Quietly, Anna has crept into the mind and heart of most Indians. AFP As I inwardly sang the Jana Gana Mana and listened to the usual Bharat Mata Ki Jai being uttered three times after the flag-hoisting, a new line crept in: "Anna Hazare, Hum Tumhare Saat Hain".
Somewhere, somehow nobody is getting this: that Anna has become a symbol of something more than just old-style Gandhian values. He is the symbol a forlorn nation is clutching on to when confronted with the sheer brazenness of the politician.
Like most Indians, I would like something worthwhile do be done to reduce corruption. But the way that UPA has handled itself between the first Anna Hazare fast and now, it is clear that its intentions were foul. When the first fast ended, the government at least looked like it was open to doing something about corruption. But now we know: it was just an elaborate charade conducted to reduce public anger and buy time.
I believe that the UPA has been one of the most shameless governments in recent times, not because of the corruption scandals already unearthed, but because of the way it is pretending everything is normal and trying to save itself by tarnishing others. It has destroyed the last bit of faith India has in its rulers - and is looking for someone outside the usual political class to give it hope: Anna Hazare's strength derives from this yearning.

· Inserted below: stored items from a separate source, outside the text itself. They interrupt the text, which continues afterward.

use std::sync::atomic::{AtomicBool, Ordering};
use std::sync::Arc;
use std::time::Duration;

use async_trait::async_trait;
use pretty_assertions::assert_eq;

use super::*;
use crate::auth::{
    Credential, Identity, IdentitySession, LocalIdentityProvider, MemorySessionStore, OwnerKey,
    SessionPersistence,
};
use crate::catalog::{CatalogLookup, SearchError};
use crate::models::{Book, BookId};
use crate::remote::{
    document_path, MemoryDocumentStore, RemoteBook, RemoteDocumentStore, RemoteResult,
    StoredDocument,
};
use crate::services::LocalStore;

struct FixedCatalog {
    results: Vec<Book>,
    offline: bool,
}

#[async_trait]
impl CatalogLookup for FixedCatalog {
    async fn search(&self, _query: &str) -> Result<Vec<Book>, SearchError> {
        if self.offline {
            Err(SearchError::Offline)
        } else {
            Ok(self.results.clone())
        }
    }
}

struct Engine {
    coordinator: Arc<SyncCoordinator>,
    remote: Arc<MemoryDocumentStore>,
    session: Arc<IdentitySession>,
}

impl Engine {
    fn with_parts(local: LocalStore, remote: Arc<MemoryDocumentStore>, owner: &str) -> Self {
        let store = Arc::new(MemorySessionStore::new());
        store
            .save_session(&Identity::anonymous(OwnerKey::new(owner)))
            .unwrap();
        let session = Arc::new(IdentitySession::new(
            Arc::new(LocalIdentityProvider::new()),
            store,
        ));
        let catalog = Arc::new(FixedCatalog {
            results: Vec::new(),
            offline: false,
        });
        let coordinator = Arc::new(SyncCoordinator::new(
            local,
            Arc::clone(&session),
            remote.clone(),
            catalog,
        ));
        Self {
            coordinator,
            remote,
            session,
        }
    }

    fn new() -> Self {
        Self::with_parts(
            LocalStore::open_in_memory().unwrap(),
            Arc::new(MemoryDocumentStore::new()),
            "u1",
        )
    }

    fn local(&self) -> &LocalStore {
        self.coordinator.local()
    }

    async fn owner(&self) -> OwnerKey {
        self.session.current_identity().await.unwrap().owner
    }
}

fn dune() -> Book {
    Book::new("/works/OL1W", "Dune", "Frank Herbert", "1965")
}

async fn wait_until_clean(local: &LocalStore) {
    tokio::time::timeout(Duration::from_secs(60), async {
        while !local.list_dirty().await.unwrap().is_empty() {
            tokio::time::sleep(Duration::from_millis(10)).await;
        }
    })
    .await
    .expect("dirty rows were never confirmed");
}

#[tokio::test(start_paused = true)]
async fn book_saved_offline_reaches_remote_within_one_interval() {
    let engine = Engine::new();
    engine.remote.set_offline(true);
    let mut live = engine.coordinator.list_all();

    engine.coordinator.save(dune()).await.unwrap();
    let books = live.next().await.unwrap();
    assert_eq!(books.len(), 1);
    assert!(books[0].dirty);

    engine.coordinator.flush().await;
    assert!(engine.local().get(&dune().id).await.unwrap().unwrap().dirty);

    let handle = ReconciliationLoop::spawn(Arc::clone(&engine.coordinator), DEFAULT_SYNC_INTERVAL);
    engine.remote.set_offline(false);
    tokio::time::sleep(DEFAULT_SYNC_INTERVAL + Duration::from_secs(1)).await;

    assert!(!engine.local().get(&dune().id).await.unwrap().unwrap().dirty);
    let document = engine.remote.document("users/u1/books/works_OL1W").unwrap();
    assert_eq!(document.title, "Dune");
    assert_eq!(document.id.as_deref(), Some("/works/OL1W"));

    handle.stop().await;
}

#[tokio::test]
async fn local_state_tracks_writes_while_remote_is_down() {
    let engine = Engine::new();
    engine.remote.set_offline(true);

    let hyperion = Book::new("b2", "Hyperion", "Dan Simmons", "1989").with_created_at(1);
    engine.coordinator.save(dune().with_created_at(2)).await.unwrap();
    engine.coordinator.save(hyperion.clone()).await.unwrap();
    engine
        .coordinator
        .update(Book {
            year: "1990".to_string(),
            ..hyperion
        })
        .await
        .unwrap();
    engine.coordinator.remove(&dune().id).await.unwrap();
    engine.coordinator.flush().await;

    let books = engine.coordinator.list_all().next().await.unwrap();
    assert_eq!(books.len(), 1);
    assert_eq!(books[0].id, BookId::from("b2"));
    assert_eq!(books[0].year, "1990");
    assert!(books[0].dirty);
    assert!(engine.remote.is_empty());
}

#[tokio::test]
async fn repeated_push_leaves_one_identical_document() {
    let engine = Engine::new();

    engine.coordinator.save(dune()).await.unwrap();
    engine.coordinator.flush().await;
    let first = engine.remote.document("users/u1/books/works_OL1W").unwrap();

    engine.coordinator.save(dune()).await.unwrap();
    engine.coordinator.flush().await;
    let second = engine.remote.document("users/u1/books/works_OL1W").unwrap();

    assert_eq!(engine.remote.len(), 1);
    assert!(first.same_content(&second));
    assert!(!engine.local().get(&dune().id).await.unwrap().unwrap().dirty);
}

#[tokio::test]
async fn restore_pulls_remote_books_into_a_fresh_store() {
    let remote = Arc::new(MemoryDocumentStore::new());
    let original = Engine::with_parts(LocalStore::open_in_memory().unwrap(), remote.clone(), "u1");
    let hyperion = Book::new("b2", "Hyperion", "Dan Simmons", "1989").with_cover(9);
    original.coordinator.save(dune()).await.unwrap();
    original.coordinator.save(hyperion.clone()).await.unwrap();
    original.coordinator.flush().await;

    let reinstalled = Engine::with_parts(LocalStore::open_in_memory().unwrap(), remote, "u1");
    assert!(reinstalled.coordinator.restore_from_cloud_once());
    assert!(!reinstalled.coordinator.restore_from_cloud_once());
    reinstalled.coordinator.flush().await;

    let mut restored = reinstalled.local().books().await.unwrap();
    restored.sort_by(|a, b| a.id.cmp(&b.id));
    assert_eq!(restored.len(), 2);
    for book in &restored {
        assert!(!book.dirty);
    }
    let pulled = &restored[0];
    assert_eq!(pulled.id, dune().id);
    assert_eq!(pulled.title, "Dune");
    assert_eq!(restored[1].cover_reference, Some(9));
    assert_eq!(restored[1].created_at, hyperion.created_at);
}

#[tokio::test]
async fn removed_book_stays_gone_when_remote_delete_fails() {
    let engine = Engine::new();
    engine.coordinator.save(dune()).await.unwrap();
    engine.coordinator.flush().await;

    engine.remote.set_offline(true);
    assert!(engine.coordinator.remove(&dune().id).await.unwrap());
    engine.coordinator.flush().await;
    engine.remote.set_offline(false);
    engine.coordinator.sync_dirty_now().await.unwrap();

    let books = engine.coordinator.list_all().next().await.unwrap();
    assert!(books.is_empty());
    // Failed deletes are not retried, so the document is orphaned.
    assert!(engine.remote.document("users/u1/books/works_OL1W").is_some());
}

/// Memory store whose first write takes a while to land.
struct SlowFirstWrite {
    inner: Arc<MemoryDocumentStore>,
    delayed: AtomicBool,
}

#[async_trait]
impl RemoteDocumentStore for SlowFirstWrite {
    async fn set(&self, identity: &Identity, key: &str, document: &RemoteBook) -> RemoteResult<()> {
        if !self.delayed.swap(true, Ordering::SeqCst) {
            tokio::time::sleep(Duration::from_millis(200)).await;
        }
        self.inner.set(identity, key, document).await
    }

    async fn get(&self, identity: &Identity, key: &str) -> RemoteResult<Option<RemoteBook>> {
        self.inner.get(identity, key).await
    }

    async fn delete(&self, identity: &Identity, key: &str) -> RemoteResult<()> {
        self.inner.delete(identity, key).await
    }

    async fn list(&self, identity: &Identity) -> RemoteResult<Vec<StoredDocument>> {
        self.inner.list(identity).await
    }
}

#[tokio::test(start_paused = true)]
async fn slow_older_push_cannot_overwrite_newer_edit() {
    let memory = Arc::new(MemoryDocumentStore::new());
    let store = Arc::new(MemorySessionStore::new());
    store
        .save_session(&Identity::anonymous(OwnerKey::new("u1")))
        .unwrap();
    let coordinator = SyncCoordinator::new(
        LocalStore::open_in_memory().unwrap(),
        Arc::new(IdentitySession::new(
            Arc::new(LocalIdentityProvider::new()),
            store,
        )),
        Arc::new(SlowFirstWrite {
            inner: memory.clone(),
            delayed: AtomicBool::new(false),
        }),
        Arc::new(FixedCatalog {
            results: Vec::new(),
            offline: false,
        }),
    );

    coordinator.save(dune()).await.unwrap();
    tokio::time::sleep(Duration::from_millis(20)).await;
    coordinator
        .update(Book {
            title: "Dune (revised)".to_string(),
            ..dune()
        })
        .await
        .unwrap();
    coordinator.flush().await;

    let local = coordinator.local().get(&dune().id).await.unwrap().unwrap();
    let remote = memory.document("users/u1/books/works_OL1W").unwrap();
    assert_eq!(local.title, "Dune (revised)");
    assert!(!local.dirty);
    assert_eq!(remote.title, "Dune (revised)");
    assert_eq!(coordinator.sync_dirty_now().await.unwrap().attempted, 0);
}

#[tokio::test]
async fn book_without_document_key_stays_local() {
    let engine = Engine::new();
    engine.coordinator.save(dune()).await.unwrap();
    engine.coordinator.flush().await;

    let slash = Book::new("/", "Slash only", "", "");
    engine.coordinator.save(slash.clone()).await.unwrap();
    engine.coordinator.remove(&slash.id).await.unwrap();
    engine.coordinator.save(slash.clone()).await.unwrap();
    engine.coordinator.flush().await;

    assert!(engine.remote.document("users/u1/books/").is_none());
    assert!(engine.remote.document("users/u1/books/works_OL1W").is_some());
    assert_eq!(engine.remote.len(), 1);
    assert!(engine.local().get(&slash.id).await.unwrap().unwrap().dirty);
}

#[tokio::test]
async fn colliding_sanitized_ids_share_one_document() {
    let engine = Engine::new();

    engine
        .coordinator
        .save(Book::new("a/b", "Slash", "", "").with_created_at(1))
        .await
        .unwrap();
    engine.coordinator.flush().await;
    engine
        .coordinator
        .save(Book::new("a_b", "Underscore", "", "").with_created_at(2))
        .await
        .unwrap();
    engine.coordinator.flush().await;

    assert_eq!(engine.local().count().await.unwrap(), 2);
    assert_eq!(engine.remote.len(), 1);
    let document = engine.remote.document("users/u1/books/a_b").unwrap();
    assert_eq!(document.title, "Underscore");
}

#[tokio::test]
async fn double_upgrade_keeps_documents_reachable() {
    let engine = Engine::new();
    engine.coordinator.save(dune()).await.unwrap();
    engine.coordinator.flush().await;
    let before = engine.owner().await;
    let credential = Credential::new("reader@example.com", "secret").unwrap();

    let first = engine.session.upgrade_to_permanent(&credential).await.unwrap();
    let second = engine.session.upgrade_to_permanent(&credential).await.unwrap();

    assert_eq!(first.owner, before);
    assert_eq!(second.owner, before);
    let path = document_path(&second.owner, &dune().id).unwrap();
    assert!(engine.remote.document(&path).is_some());
    assert_eq!(engine.coordinator.pull_now().await, Some(1));
}

#[tokio::test]
async fn sign_out_switches_to_an_empty_collection() {
    let engine = Engine::new();
    engine.coordinator.save(dune()).await.unwrap();
    engine.coordinator.flush().await;

    let fresh = engine.session.sign_out().await.unwrap();

    assert_ne!(fresh.owner, OwnerKey::new("u1"));
    assert_eq!(engine.coordinator.pull_now().await, Some(0));
    let listed = engine.remote.list(&fresh).await.unwrap();
    assert!(listed.is_empty());
}

#[tokio::test]
async fn sync_dirty_now_reports_each_push() {
    let engine = Engine::new();
    engine.remote.set_offline(true);
    engine.coordinator.save(dune()).await.unwrap();
    engine
        .coordinator
        .save(Book::new("b2", "Hyperion", "", ""))
        .await
        .unwrap();
    engine.coordinator.flush().await;

    let offline = engine.coordinator.sync_dirty_now().await.unwrap();
    assert_eq!(
        offline,
        SyncReport {
            attempted: 2,
            confirmed: 0,
            superseded: 0,
            skipped: 0,
            failed: 2,
        }
    );

    engine.remote.set_offline(false);
    let online = engine.coordinator.sync_dirty_now().await.unwrap();
    assert_eq!(online.confirmed, 2);
    assert_eq!(engine.coordinator.sync_dirty_now().await.unwrap().attempted, 0);
}

#[tokio::test]
async fn catalog_results_are_deduplicated() {
    let local = LocalStore::open_in_memory().unwrap();
    let session = Arc::new(IdentitySession::new(
        Arc::new(LocalIdentityProvider::new()),
        Arc::new(MemorySessionStore::new()),
    ));
    let catalog = Arc::new(FixedCatalog {
        results: vec![
            Book::new("/works/OL1W", "Dune", "Frank Herbert", "1965"),
            Book::new("/works/OL1W", "Dune (duplicate)", "Frank Herbert", "1965"),
            Book::new("/works/OL2W", "Dune Messiah", "Frank Herbert", "1969"),
        ],
        offline: false,
    });
    let coordinator = SyncCoordinator::new(
        local,
        session,
        Arc::new(MemoryDocumentStore::new()),
        catalog,
    );

    let results = coordinator.search_remote_catalog("dune").await.unwrap();

    let titles: Vec<_> = results.iter().map(|book| book.title.as_str()).collect();
    assert_eq!(titles, vec!["Dune", "Dune Messiah"]);
}

#[tokio::test]
async fn catalog_failure_is_surfaced() {
    let coordinator = SyncCoordinator::new(
        LocalStore::open_in_memory().unwrap(),
        Arc::new(IdentitySession::new(
            Arc::new(LocalIdentityProvider::new()),
            Arc::new(MemorySessionStore::new()),
        )),
        Arc::new(MemoryDocumentStore::new()),
        Arc::new(FixedCatalog {
            results: Vec::new(),
            offline: true,
        }),
    );

    let error = coordinator.search_remote_catalog("dune").await.unwrap_err();
    assert_eq!(error.user_message(), "No internet connection.");
}

#[tokio::test]
async fn triggered_cycle_runs_before_the_interval() {
    let engine = Engine::new();
    engine.remote.set_offline(true);
    engine.coordinator.save(dune()).await.unwrap();
    engine.coordinator.flush().await;

    let handle = ReconciliationLoop::spawn(
        Arc::clone(&engine.coordinator),
        Duration::from_secs(3600),
    );
    engine.remote.set_offline(false);
    handle.trigger();
    wait_until_clean(engine.local()).await;

    handle.stop().await;
    assert_eq!(engine.remote.len(), 1);
}

#[tokio::test]
async fn loop_survives_failing_cycles_and_stops_on_request() {
    let engine = Engine::new();
    engine.remote.set_offline(true);
    engine.coordinator.save(dune()).await.unwrap();

    let handle = ReconciliationLoop::spawn(
        Arc::clone(&engine.coordinator),
        Duration::from_millis(5),
    );
    tokio::time::sleep(Duration::from_millis(30)).await;
    assert!(!handle.is_finished());

    engine.remote.set_offline(false);
    wait_until_clean(engine.local()).await;
    handle.stop().await;
}

#[tokio::test]
async fn start_restores_once_and_runs_the_loop() {
    let remote = Arc::new(MemoryDocumentStore::new());
    let seeded = Engine::with_parts(LocalStore::open_in_memory().unwrap(), remote.clone(), "u1");
    seeded.coordinator.save(dune()).await.unwrap();
    seeded.coordinator.flush().await;

    let engine = Engine::with_parts(LocalStore::open_in_memory().unwrap(), remote, "u1");
    let handle = start(Arc::clone(&engine.coordinator), Duration::from_secs(3600));
    engine.coordinator.flush().await;

    assert!(!engine.coordinator.restore_from_cloud_once());
    assert_eq!(engine.local().count().await.unwrap(), 1);
    handle.stop().await;
}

When it comes to Anna and his remedies for corruption, I have personally been less than enthusiastic. The reason: policing politicians and bureaucrats through a strong Jan Lokpal is important, but it will not end the scourge.
To end corruption, the key changes required are these: electoral funding reform, freeing public sector companies from political control, creating a transparent administration, and reducing the citizen interface to a minimum by e-enablimg most transactions, and so on.
Anna Hazare has not thought through many of these issues or come up with suggestions to reduce systemic corruption.
But, if it comes to a choice between Manmohan Singh and his Congress thugs, I am squarely in Anna Hazare's corner. I do not believe in his fasting, but I know his heart is in the right place and his supporters have more credibility than the government.
How can I trust a Manmohan Singh government which has known all the while what Raja and Kalmadi were up to, but did nothing? In fact, the PM was clearly complicit in their crimes even if he did not benefit from it.
How can I trust the PM in waiting Rahul Gandhi when he rushes to Dadri Kond or Bhatta Parsaul to woo voters, but has had no worthwhile suggestion to make on corruption?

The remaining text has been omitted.